▸ YOUR INSTRUCTIONS
For the word "окно", state how many lines of the listing below contain it. Give the number and nothing more.

+---+

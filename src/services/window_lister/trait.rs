use crate::config::Config;
use crate::error::Result;
use crate::events::WindowRecord;
use std::fmt;
use std::sync::Arc;

/// Как адресовать окно при фокусировке
#[derive(Debug, Clone, PartialEq, Eq)]
pub enum FocusTarget {
    /// По идентификатору оконной системы
    Id(String),
    /// По заголовку (первое совпадение на стороне wmctrl)
    Title(String),
}

impl fmt::Display for FocusTarget {
    fn fmt(&self, f: &mut fmt::Formatter<'_>) -> fmt::Result {
        match self {
            FocusTarget::Id(id) => write!(f, "id {}", id),
            FocusTarget::Title(title) => write!(f, "title \"{}\"", title),
        }
    }
}

/// Enumerates open windows and raises them through an external tool.
#[async_trait::async_trait]
pub trait WindowLister: Send + Sync {
    /// Полный список открытых окон в порядке вывода утилиты
    async fn list_windows(&self) -> Result<Vec<WindowRecord>>;

    /// Активировать окно. Ненулевой код выхода утилиты возвращается как ошибка.
    async fn focus(&self, target: &FocusTarget) -> Result<()>;

    fn name(&self) -> &'static str;
}

/// Factory function to create an appropriate window lister based on the dry_run flag
pub fn create_window_lister(config: &Config, dry_run: bool) -> Arc<dyn WindowLister> {
    if dry_run {
        Arc::new(super::dry_run::DryRunLister::new())
    } else {
        Arc::new(super::wmctrl::WmctrlLister::new(&config.lister))
    }
}
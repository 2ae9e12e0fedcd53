use crate::debug_if_enabled;
use crate::error::Result;
use crate::events::WindowRecord;
use crate::services::usage_store::UsageStore;
use std::cmp::Reverse;
use std::collections::HashMap;
use std::sync::Arc;

/// Orders a window snapshot by usage: count first, then recency.
///
/// Usage is read from the store on every call; nothing is cached between calls.
/// The sort is stable, so windows with equal count and last-used time keep
/// their enumeration order.
pub struct Ranker {
    usage: Arc<UsageStore>,
}

impl Ranker {
    pub fn new(usage: Arc<UsageStore>) -> Self {
        Self { usage }
    }

    pub fn rank(&self, mut windows: Vec<WindowRecord>) -> Result<Vec<WindowRecord>> {
        let scores: HashMap<String, (u64, u64)> = self
            .usage
            .all_records()?
            .into_iter()
            .map(|record| (record.window_id, (record.count, record.last_used)))
            .collect();

        windows.sort_by_key(|window| {
            let (count, last_used) = scores.get(&window.id).copied().unwrap_or((0, 0));
            (Reverse(count), Reverse(last_used))
        });

        debug_if_enabled!(
            "Ранжировано {} окон ({} записей использования)",
            windows.len(),
            scores.len()
        );
        Ok(windows)
    }

    /// Регистронезависимый фильтр по подстроке заголовка; пустой запрос пропускает всё
    pub fn filter(windows: Vec<WindowRecord>, query: &str) -> Vec<WindowRecord> {
        let query_lower = query.trim().to_lowercase();
        if query_lower.is_empty() {
            return windows;
        }
        windows
            .into_iter()
            .filter(|window| window.matches_query_lower(&query_lower))
            .collect()
    }
}

#[cfg(test)]
mod tests {
    use super::*;
    use crate::services::usage_store::{ManualClock, MemoryDocumentStore};
    use pretty_assertions::assert_eq;

    fn setup() -> (Ranker, Arc<UsageStore>, Arc<ManualClock>) {
        let clock = Arc::new(ManualClock::new(1_000));
        let usage = Arc::new(UsageStore::new(
            Arc::new(MemoryDocumentStore::new()),
            clock.clone(),
            "window/",
        ));
        (Ranker::new(usage.clone()), usage, clock)
    }

    fn two_windows() -> Vec<WindowRecord> {
        vec![
            WindowRecord::new("0x01", "Terminal"),
            WindowRecord::new("0x02", "Browser"),
        ]
    }

    fn titles(windows: &[WindowRecord]) -> Vec<&str> {
        windows.iter().map(|w| w.title.as_str()).collect()
    }

    #[test]
    fn test_no_usage_keeps_enumeration_order() {
        let (ranker, _, _) = setup();
        let ranked = ranker.rank(two_windows()).unwrap();
        assert_eq!(titles(&ranked), vec!["Terminal", "Browser"]);
    }

    #[test]
    fn test_single_use_ranks_first() {
        let (ranker, usage, _) = setup();
        usage.record_usage("0x02", "Browser").unwrap();

        let ranked = ranker.rank(two_windows()).unwrap();
        assert_eq!(titles(&ranked), vec!["Browser", "Terminal"]);
    }

    #[test]
    fn test_count_beats_recency() {
        let (ranker, usage, clock) = setup();
        usage.record_usage("0x01", "Terminal").unwrap();
        usage.record_usage("0x01", "Terminal").unwrap();
        clock.advance(60_000);
        usage.record_usage("0x02", "Browser").unwrap();

        let ranked = ranker.rank(two_windows()).unwrap();
        assert_eq!(titles(&ranked), vec!["Terminal", "Browser"]);
    }

    #[test]
    fn test_equal_count_broken_by_recency() {
        let (ranker, usage, clock) = setup();
        usage.record_usage("0x01", "Terminal").unwrap();
        clock.advance(10);
        usage.record_usage("0x02", "Browser").unwrap();

        let ranked = ranker.rank(two_windows()).unwrap();
        assert_eq!(titles(&ranked), vec!["Browser", "Terminal"]);
    }

    #[test]
    fn test_rank_is_repeatable_and_reflects_new_usage() {
        let (ranker, usage, clock) = setup();
        let windows = vec![
            WindowRecord::new("0x01", "A"),
            WindowRecord::new("0x02", "B"),
            WindowRecord::new("0x03", "C"),
        ];
        usage.record_usage("0x03", "C").unwrap();

        let first = ranker.rank(windows.clone()).unwrap();
        let second = ranker.rank(windows.clone()).unwrap();
        assert_eq!(first, second);
        assert_eq!(titles(&first), vec!["C", "A", "B"]);

        clock.advance(1);
        usage.record_usage("0x02", "B").unwrap();
        usage.record_usage("0x02", "B").unwrap();
        let third = ranker.rank(windows).unwrap();
        assert_eq!(titles(&third), vec!["B", "C", "A"]);
    }

    #[test]
    fn test_stale_records_for_closed_windows_are_ignored() {
        let (ranker, usage, _) = setup();
        usage.record_usage("0xdead", "Closed").unwrap();

        let ranked = ranker.rank(two_windows()).unwrap();
        assert_eq!(titles(&ranked), vec!["Terminal", "Browser"]);
    }

    #[test]
    fn test_filter_is_case_insensitive_substring() {
        let filtered = Ranker::filter(two_windows(), "term");
        assert_eq!(titles(&filtered), vec!["Terminal"]);

        let filtered = Ranker::filter(two_windows(), "  OWS ");
        assert_eq!(titles(&filtered), vec!["Browser"]);

        assert_eq!(Ranker::filter(two_windows(), "").len(), 2);
        assert!(Ranker::filter(two_windows(), "editor").is_empty());
    }
}
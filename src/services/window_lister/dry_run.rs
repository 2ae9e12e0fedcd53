use crate::error::Result;
use crate::events::WindowRecord;
use async_trait::async_trait;
use tracing::info;

use super::r#trait::{FocusTarget, WindowLister};

/// Фиктивный список окон для режима сухого запуска
pub struct DryRunLister {
    windows: Vec<WindowRecord>,
}

impl DryRunLister {
    pub fn new() -> Self {
        let fake_windows = [
            ("0x00a00001", "Terminal - dry_run"),
            ("0x00a00002", "Browser - dry_run"),
            ("0x00a00003", "Editor - dry_run"),
            ("0x00a00004", "Game - dry_run"),
        ];

        let windows = fake_windows
            .iter()
            .map(|(id, title)| {
                WindowRecord::new(*id, *title)
                    .with_desktop("0")
                    .with_host("dry-run")
            })
            .collect();

        Self { windows }
    }
}

impl Default for DryRunLister {
    fn default() -> Self {
        Self::new()
    }
}

#[async_trait]
impl WindowLister for DryRunLister {
    async fn list_windows(&self) -> Result<Vec<WindowRecord>> {
        Ok(self.windows.clone())
    }

    async fn focus(&self, target: &FocusTarget) -> Result<()> {
        info!("[DRY RUN] Активация окна: {}", target);
        Ok(())
    }

    fn name(&self) -> &'static str {
        "dry-run"
    }
}
use crate::error::{Result, SwitcherError};
use crate::events::WindowRecord;
use crate::trace_if_enabled;
use serde::{Deserialize, Serialize};
use tracing::warn;

/// Что делать со строкой, не подходящей под формат `wmctrl -l`
#[derive(Debug, Clone, Copy, PartialEq, Eq, Default, Serialize, Deserialize)]
#[serde(rename_all = "lowercase")]
pub enum MalformedLinePolicy {
    /// Прервать разбор всего списка
    #[default]
    Abort,
    /// Пропустить строку с предупреждением
    Skip,
}

/// Разбор вывода `wmctrl -l`: `<id> <desktop> <host> <title...>`.
///
/// Empty lines are dropped, and records keep input order. The title is
/// the rest of the line after the third field, with its inner whitespace kept.
pub fn parse_window_list(raw: &str, policy: MalformedLinePolicy) -> Result<Vec<WindowRecord>> {
    let mut windows = Vec::new();

    for (index, line) in raw.lines().enumerate() {
        let line = line.trim_end_matches('\r');
        if line.trim().is_empty() {
            continue;
        }

        match parse_line(line) {
            Some(window) => {
                trace_if_enabled!("Разобрано окно: {}", window);
                windows.push(window);
            }
            None => {
                let line_number = index + 1;
                match policy {
                    MalformedLinePolicy::Abort => {
                        return Err(SwitcherError::MalformedLine {
                            line_number,
                            line: line.to_string(),
                        });
                    }
                    MalformedLinePolicy::Skip => {
                        warn!("Пропускаем некорректную строку #{}: '{}'", line_number, line);
                    }
                }
            }
        }
    }

    Ok(windows)
}

fn parse_line(line: &str) -> Option<WindowRecord> {
    let (id, rest) = next_token(line)?;
    let (desktop, rest) = next_token(rest)?;
    let (host, rest) = next_token(rest)?;
    let title = rest.trim_start();

    if title.is_empty() {
        return None;
    }

    Some(
        WindowRecord::new(id, title)
            .with_desktop(desktop)
            .with_host(host),
    )
}

/// Первый токен до пробела и остаток строки после него
fn next_token(input: &str) -> Option<(&str, &str)> {
    let input = input.trim_start();
    if input.is_empty() {
        return None;
    }
    match input.find(char::is_whitespace) {
        Some(end) => Some((&input[..end], &input[end..])),
        None => Some((input, "")),
    }
}

#[cfg(test)]
mod tests {
    use super::*;
    use pretty_assertions::assert_eq;

    #[test]
    fn test_parses_lines_in_order() {
        let raw = "0x01 0 host Terminal\n0x02 0 host Browser";
        let windows = parse_window_list(raw, MalformedLinePolicy::Abort).unwrap();

        assert_eq!(
            windows,
            vec![
                WindowRecord::new("0x01", "Terminal").with_desktop("0").with_host("host"),
                WindowRecord::new("0x02", "Browser").with_desktop("0").with_host("host"),
            ]
        );
    }

    #[test]
    fn test_title_keeps_inner_whitespace() {
        let raw = "0x03c00007  1 workstation  vim -  notes.md  (~/src)\n";
        let windows = parse_window_list(raw, MalformedLinePolicy::Abort).unwrap();

        assert_eq!(windows.len(), 1);
        assert_eq!(windows[0].id, "0x03c00007");
        assert_eq!(windows[0].desktop, "1");
        assert_eq!(windows[0].host, "workstation");
        assert_eq!(windows[0].title, "vim -  notes.md  (~/src)");
    }

    #[test]
    fn test_empty_lines_are_dropped() {
        let raw = "\n0x01 0 host Terminal\n\n   \n0x02 -1 host Desktop\r\n";
        let windows = parse_window_list(raw, MalformedLinePolicy::Abort).unwrap();

        let titles: Vec<&str> = windows.iter().map(|w| w.title.as_str()).collect();
        assert_eq!(titles, vec!["Terminal", "Desktop"]);
        assert_eq!(windows[1].desktop, "-1");
    }

    #[test]
    fn test_empty_output_gives_empty_list() {
        assert!(parse_window_list("", MalformedLinePolicy::Abort).unwrap().is_empty());
    }

    #[test]
    fn test_malformed_line_aborts_batch() {
        let raw = "0x01 0 host Terminal\n0x02 0 host\n0x03 0 host Browser";
        let err = parse_window_list(raw, MalformedLinePolicy::Abort).unwrap_err();

        match err {
            SwitcherError::MalformedLine { line_number, line } => {
                assert_eq!(line_number, 2);
                assert_eq!(line, "0x02 0 host");
            }
            other => panic!("unexpected error: {other}"),
        }
    }

    #[test]
    fn test_malformed_line_skipped_with_skip_policy() {
        let raw = "0x01 0 host Terminal\ngarbage\n0x03 0 host Browser";
        let windows = parse_window_list(raw, MalformedLinePolicy::Skip).unwrap();

        let ids: Vec<&str> = windows.iter().map(|w| w.id.as_str()).collect();
        assert_eq!(ids, vec!["0x01", "0x03"]);
    }

    #[test]
    fn test_one_record_per_non_empty_line() {
        let raw: String = (0..50)
            .map(|i| format!("0x{:02x} 0 host Window number {}\n\n", i, i))
            .collect();
        let windows = parse_window_list(&raw, MalformedLinePolicy::Abort).unwrap();

        assert_eq!(windows.len(), 50);
        for (i, window) in windows.iter().enumerate() {
            assert_eq!(window.title, format!("Window number {}", i));
        }
    }
}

+---+

▸ SOLUTION
3